> **Task directions**:
Using the entries that follow, collect the lines where the word "select" appears.

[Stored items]
++++++
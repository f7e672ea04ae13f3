//! Song identification protocol.
//!
//! Two modes share one data model and one error taxonomy:
//! - fragment mode (`IdentificationEngine`): the oracle proposes songs and
//!   each proposal is verified locally against the user's lyric fragments;
//! - conversational mode (`DialogueEngine`): the oracle asks questions until
//!   it is confident enough to guess, and the user confirms or rejects.
//!
//! Engines receive their collaborators (`HypothesisOracle`,
//! `MetadataResolver`, `ResultSink`) already built and never read
//! credentials themselves.

mod calls;
pub mod dialogue;
pub mod fragment;
pub mod matcher;
pub mod parse;
pub mod prompt;
pub mod session;
pub mod types;

#[cfg(test)]
pub mod testing;

pub use dialogue::DialogueEngine;
pub use fragment::{FragmentStatus, IdentificationEngine};
pub use session::{DialogueSession, DialogueState, DialogueStep, MANUAL_OPTION};
pub use types::{
    ClueFilters, ConversationTurn, LyricClue, ProtocolConfig, ProtocolError, ResolvedSong,
    Speaker, UserHandle,
};
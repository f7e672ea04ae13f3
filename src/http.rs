use once_cell::sync::Lazy;
use reqwest::Client;

// Shared HTTP client with reasonable defaults for timeouts
static HTTP_CLIENT: Lazy<Client> = Lazy::new(|| {
    Client::builder()
        .user_agent(concat!("dejatune/", env!("CARGO_PKG_VERSION")))
        .timeout(std::time::Duration::from_secs(60))
        .build()
        .expect("failed to build HTTP client")
});

/// HTTP client shared by the oracle and catalog backends.
pub(crate) fn http_client() -> &'static Client {
    &HTTP_CLIENT
}
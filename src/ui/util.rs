//! Terminal helpers shared by the console front-ends.
//!
//! Everything written here goes to stdout; diagnostics go through `tracing`
//! to stderr so piped output stays clean.

use crossterm::style::{Stylize, style};
use std::io::{self, IsTerminal};
use tokio::io::{AsyncBufReadExt, BufReader, Lines, Stdin};

use crate::protocol::ResolvedSong;
use crate::protocol::matcher::{EMPHASIS_CLOSE, EMPHASIS_OPEN, emphasis_runs};

const FALLBACK_WIDTH: usize = 80;
const MAX_WIDTH: usize = 100;

/// Usable text width for the current terminal.
pub fn terminal_width() -> usize {
    crossterm::terminal::size()
        .map(|(w, _)| w as usize)
        .unwrap_or(FALLBACK_WIDTH)
        .clamp(20, MAX_WIDTH)
}

/// Wrap text to `width`, indenting continuation lines under the prefix.
pub fn wrap_with_prefix(prefix: &str, text: &str, width: usize) -> Vec<String> {
    let indent = " ".repeat(prefix.chars().count());
    let options = textwrap::Options::new(width)
        .initial_indent(prefix)
        .subsequent_indent(&indent);
    textwrap::wrap(text, options)
        .into_iter()
        .map(|line| line.into_owned())
        .collect()
}

/// Render an emphasized verse: bold on a terminal, markers kept otherwise.
pub fn render_verse(verse: &str, styled: bool) -> String {
    emphasis_runs(verse)
        .into_iter()
        .map(|(text, emphasized)| match (emphasized, styled) {
            (false, _) => text.to_string(),
            (true, true) => style(text).bold().to_string(),
            (true, false) => format!("{EMPHASIS_OPEN}{text}{EMPHASIS_CLOSE}"),
        })
        .collect()
}

/// Human-readable block describing a resolved song.
pub fn describe_song(song: &ResolvedSong, styled: bool) -> Vec<String> {
    let title = format!("{} by {}", song.song, song.artist);
    let mut lines = vec![if styled { style(title).bold().to_string() } else { title }];

    if let Some(verse) = &song.verse {
        lines.push(format!("  \u{201c}{}\u{201d}", render_verse(verse, styled)));
    }
    let meta = &song.metadata;
    if meta.is_empty() {
        lines.push("  No catalog details found.".to_string());
        return lines;
    }
    if let Some(album) = &meta.album_name {
        lines.push(format!("  Album:    {album}"));
    }
    if let Some(date) = &meta.release_date {
        lines.push(format!("  Released: {date}"));
    }
    if !meta.genres.is_empty() {
        lines.push(format!("  Genres:   {}", meta.genres.join(", ")));
    }
    if let Some(id) = &meta.catalog_id {
        lines.push(format!("  Spotify:  https://open.spotify.com/track/{id}"));
    }
    if let Some(image) = &meta.album_image {
        lines.push(format!("  Cover:    {image}"));
    }
    lines
}

pub fn stdout_is_terminal() -> bool {
    io::stdout().is_terminal()
}

/// Line reader over stdin. Ctrl-C while waiting for input reads as end of input.
pub struct Input {
    lines: Lines<BufReader<Stdin>>,
}

impl Input {
    pub fn stdin() -> Self {
        Self {
            lines: BufReader::new(tokio::io::stdin()).lines(),
        }
    }

    /// Print `prompt` and read one trimmed line; `None` at end of input.
    pub async fn prompt(&mut self, prompt: &str) -> io::Result<Option<String>> {
        use std::io::Write;
        print!("{prompt}");
        io::stdout().flush()?;
        tokio::select! {
            line = self.lines.next_line() => Ok(line?.map(|l| l.trim().to_string())),
            _ = tokio::signal::ctrl_c() => {
                println!();
                Ok(None)
            }
        }
    }
}
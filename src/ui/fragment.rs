//! Console front-end for fragment mode.

use std::error::Error;

use crate::protocol::session::is_affirmative;
use crate::protocol::{
    FragmentStatus, IdentificationEngine, LyricClue, ProtocolError, ResolvedSong,
};
use crate::ui::util::{Input, describe_song, stdout_is_terminal};

pub struct FragmentOptions {
    pub clue: LyricClue,
    /// Print the result as JSON and skip interactive prompts.
    pub json: bool,
    /// Save the result without asking.
    pub auto_accept: bool,
}

pub async fn run(
    engine: &IdentificationEngine,
    mut options: FragmentOptions,
) -> Result<(), Box<dyn Error + Send + Sync>> {
    let mut input = Input::stdin();

    if options.clue.is_empty() {
        println!("Enter the lyrics you remember, one fragment per line. Empty line to search.");
        while let Some(line) = input.prompt("fragment> ").await? {
            if line.is_empty() {
                break;
            }
            options.clue.push_fragment(line);
        }
    }

    if !options.json {
        println!("Searching for {} fragment(s)...", options.clue.fragments().len());
    }

    let outcome = tokio::select! {
        outcome = engine.identify(&options.clue) => outcome,
        _ = tokio::signal::ctrl_c() => {
            engine.reset().await;
            Err(ProtocolError::Cancelled)
        }
    };

    let resolved = match outcome {
        Ok(resolved) => resolved,
        Err(e) => {
            let status = engine.status().await;
            tracing::debug!(
                attempts = engine.attempt_count().await,
                status = status.describe(),
                "Search ended without a match"
            );
            if let Some(hint) = retry_hint(status) {
                eprintln!("{hint}");
            }
            return Err(e.into());
        }
    };

    if options.json {
        println!("{}", serde_json::to_string_pretty(&resolved)?);
    } else {
        println!();
        for line in describe_song(&resolved, stdout_is_terminal()) {
            println!("{line}");
        }
        println!();
    }

    if options.auto_accept {
        return save(engine, &resolved, None).await;
    }
    if options.json {
        return Ok(());
    }
    match input.prompt("Is this your song? Save it? [y/N] ").await? {
        Some(answer) if is_affirmative(&answer) => save(engine, &resolved, Some(&mut input)).await,
        _ => {
            engine.reject().await?;
            println!("Discarded.");
            Ok(())
        }
    }
}

fn retry_hint(status: FragmentStatus) -> Option<&'static str> {
    match status {
        FragmentStatus::Exhausted => Some("Try different or longer fragments, or add a genre or year."),
        FragmentStatus::Failed => Some("Check GEMINI_API_KEY and your connection, then try again."),
        _ => None,
    }
}

/// Accept the result, offering a retry on failed writes when interactive.
async fn save(
    engine: &IdentificationEngine,
    resolved: &ResolvedSong,
    mut input: Option<&mut Input>,
) -> Result<(), Box<dyn Error + Send + Sync>> {
    loop {
        match engine.accept().await {
            Ok(_) => {
                println!("Saved \"{}\" by {}.", resolved.song, resolved.artist);
                return Ok(());
            }
            Err(e @ ProtocolError::PersistenceFailure(_)) => {
                let Some(input) = input.as_deref_mut() else {
                    return Err(e.into());
                };
                println!("{e}");
                match input.prompt("Try again? [y/N] ").await? {
                    Some(answer) if is_affirmative(&answer) => continue,
                    _ => {
                        engine.reject().await?;
                        return Ok(());
                    }
                }
            }
            Err(e) => return Err(e.into()),
        }
    }
}

#[cfg(test)]
mod tests {
    use super::*;

    #[test]
    fn hints_only_follow_finished_searches() {
        assert!(retry_hint(FragmentStatus::Exhausted).is_some());
        assert!(retry_hint(FragmentStatus::Failed).is_some());
        assert_eq!(retry_hint(FragmentStatus::Idle), None);
        assert_eq!(retry_hint(FragmentStatus::Found), None);
    }
}
//! Local verification of oracle-proposed verses against the user's fragments.
//!
//! Both operations are case-insensitive and ignore blank fragments. Matching
//! goes through `regex` with an escaped pattern so Unicode case folding and
//! byte offsets into the original verse stay consistent between `matches`
//! and `emphasize`.

use regex::{Regex, RegexBuilder};

pub const EMPHASIS_OPEN: &str = "«";
pub const EMPHASIS_CLOSE: &str = "»";

fn fragment_pattern(fragment: &str) -> Option<Regex> {
    let fragment = fragment.trim();
    if fragment.is_empty() {
        return None;
    }
    match RegexBuilder::new(&regex::escape(fragment))
        .case_insensitive(true)
        .build()
    {
        Ok(re) => Some(re),
        Err(e) => {
            tracing::debug!(fragment, error = %e, "Skipping fragment that cannot be compiled");
            None
        }
    }
}

/// True iff any non-empty fragment occurs in `verse`, ignoring case.
pub fn matches<S: AsRef<str>>(verse: &str, fragments: &[S]) -> bool {
    fragments
        .iter()
        .filter_map(|f| fragment_pattern(f.as_ref()))
        .any(|re| re.is_match(verse))
}

/// Wraps every occurrence of each fragment in emphasis markers.
///
/// Fragments are applied in the order given. When fragments overlap, a later
/// fragment may land inside or across markers inserted by an earlier one;
/// the output for overlapping fragments is unspecified.
pub fn emphasize<S: AsRef<str>>(verse: &str, fragments: &[S]) -> String {
    let replacement = format!("{EMPHASIS_OPEN}${{0}}{EMPHASIS_CLOSE}");
    fragments
        .iter()
        .filter_map(|f| fragment_pattern(f.as_ref()))
        .fold(verse.to_string(), |acc, re| {
            re.replace_all(&acc, replacement.as_str()).into_owned()
        })
}

/// Splits an emphasized verse into `(text, emphasized)` runs for rendering.
pub fn emphasis_runs(emphasized: &str) -> Vec<(&str, bool)> {
    let mut runs = Vec::new();
    let mut rest = emphasized;
    while let Some(open) = rest.find(EMPHASIS_OPEN) {
        let after_open = &rest[open + EMPHASIS_OPEN.len()..];
        let Some(close) = after_open.find(EMPHASIS_CLOSE) else {
            break;
        };
        if open > 0 {
            runs.push((&rest[..open], false));
        }
        runs.push((&after_open[..close], true));
        rest = &after_open[close + EMPHASIS_CLOSE.len()..];
    }
    if !rest.is_empty() {
        runs.push((rest, false));
    }
    runs
}
use async_trait::async_trait;
use serde::Deserialize;
use serde_json::Value;
use std::time::{Duration, Instant};
use tokio::sync::Mutex;

use crate::catalog::{CatalogError, MetadataResolver, TrackMetadata};
use crate::http::http_client;

const TOKEN_URL: &str = "https://accounts.spotify.com/api/token";
const API_URL: &str = "https://api.spotify.com/v1";

#[derive(Deserialize)]
struct TokenResponse {
    access_token: Option<String>,
    expires_in: Option<u64>,
}

struct CachedToken {
    value: String,
    expires_at: Instant,
}

/// Spotify Web API catalog using the client-credentials flow.
///
/// The access token is cached until shortly before it expires and dropped
/// whenever the API answers 401.
pub struct SpotifyCatalog {
    client_id: String,
    client_secret: String,
    token: Mutex<Option<CachedToken>>,
}

impl SpotifyCatalog {
    pub fn new(client_id: impl Into<String>, client_secret: impl Into<String>) -> Self {
        Self {
            client_id: client_id.into(),
            client_secret: client_secret.into(),
            token: Mutex::new(None),
        }
    }

    async fn access_token(&self) -> Result<String, CatalogError> {
        let mut guard = self.token.lock().await;
        if let Some(token) = guard.as_ref()
            && token.expires_at > Instant::now()
        {
            return Ok(token.value.clone());
        }

        let resp = http_client()
            .post(TOKEN_URL)
            .basic_auth(&self.client_id, Some(&self.client_secret))
            .form(&[("grant_type", "client_credentials")])
            .send()
            .await?;
        if !resp.status().is_success() {
            return Err(CatalogError::Auth(format!("spotify token: HTTP {}", resp.status())));
        }
        let body: TokenResponse = resp.json().await?;
        let Some(value) = body.access_token.filter(|t| !t.is_empty()) else {
            return Err(CatalogError::Auth("spotify token: no access_token".to_string()));
        };
        // Refresh a minute early so a token never expires mid-request.
        let lifetime = body.expires_in.unwrap_or(3600).saturating_sub(60);
        *guard = Some(CachedToken {
            value: value.clone(),
            expires_at: Instant::now() + Duration::from_secs(lifetime),
        });
        Ok(value)
    }

    async fn get_json(&self, url: &str) -> Result<Value, CatalogError> {
        let token = self.access_token().await?;
        let resp = http_client().get(url).bearer_auth(token).send().await?;
        if resp.status().as_u16() == 401 {
            *self.token.lock().await = None;
            return Err(CatalogError::Auth("spotify: token rejected".to_string()));
        }
        if !resp.status().is_success() {
            return Err(CatalogError::Api(format!("spotify: HTTP {}", resp.status())));
        }
        Ok(resp.json().await?)
    }

    /// Genres hang off the artist, not the track. Failures only cost the genres.
    async fn artist_genres(&self, artist_id: &str) -> Vec<String> {
        let url = format!("{}/artists/{}", API_URL, urlencoding::encode(artist_id));
        match self.get_json(&url).await {
            Ok(json) => string_array(&json, "/genres"),
            Err(e) => {
                tracing::debug!(artist_id, error = %e, "Artist genre lookup failed");
                Vec::new()
            }
        }
    }
}

/// Build the track search URL for a `track:<song> artist:<artist>` query.
fn build_search_url(song: &str, artist: &str) -> String {
    let query = format!("track:{} artist:{}", song.trim(), artist.trim());
    format!(
        "{}/search?q={}&type=track&limit=1",
        API_URL,
        urlencoding::encode(&query)
    )
}

fn string_array(json: &Value, pointer: &str) -> Vec<String> {
    json.pointer(pointer)
        .and_then(Value::as_array)
        .map(|arr| {
            arr.iter()
                .filter_map(Value::as_str)
                .map(str::to_string)
                .collect()
        })
        .unwrap_or_default()
}

fn string_at(json: &Value, pointer: &str) -> Option<String> {
    json.pointer(pointer)
        .and_then(Value::as_str)
        .filter(|s| !s.is_empty())
        .map(str::to_string)
}

/// Extract metadata from the first search hit, plus the artist id used for
/// the genre lookup.
fn track_from_search(json: &Value) -> Option<(TrackMetadata, Option<String>)> {
    let track = json.pointer("/tracks/items/0")?;
    let metadata = TrackMetadata {
        album_name: string_at(track, "/album/name"),
        album_image: string_at(track, "/album/images/0/url"),
        release_date: string_at(track, "/album/release_date"),
        catalog_id: string_at(track, "/id"),
        genres: Vec::new(),
    };
    Some((metadata, string_at(track, "/artists/0/id")))
}

#[async_trait]
impl MetadataResolver for SpotifyCatalog {
    async fn search(&self, song: &str, artist: &str) -> Result<Option<TrackMetadata>, CatalogError> {
        let json = self.get_json(&build_search_url(song, artist)).await?;
        let Some((mut metadata, artist_id)) = track_from_search(&json) else {
            tracing::debug!(song, artist, "Spotify search returned no tracks");
            return Ok(None);
        };
        if let Some(id) = artist_id {
            metadata.genres = self.artist_genres(&id).await;
        }
        Ok(Some(metadata))
    }
}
++++++
> **Answer space**:
        tokio::select! {
    let outcome = tokio::select! {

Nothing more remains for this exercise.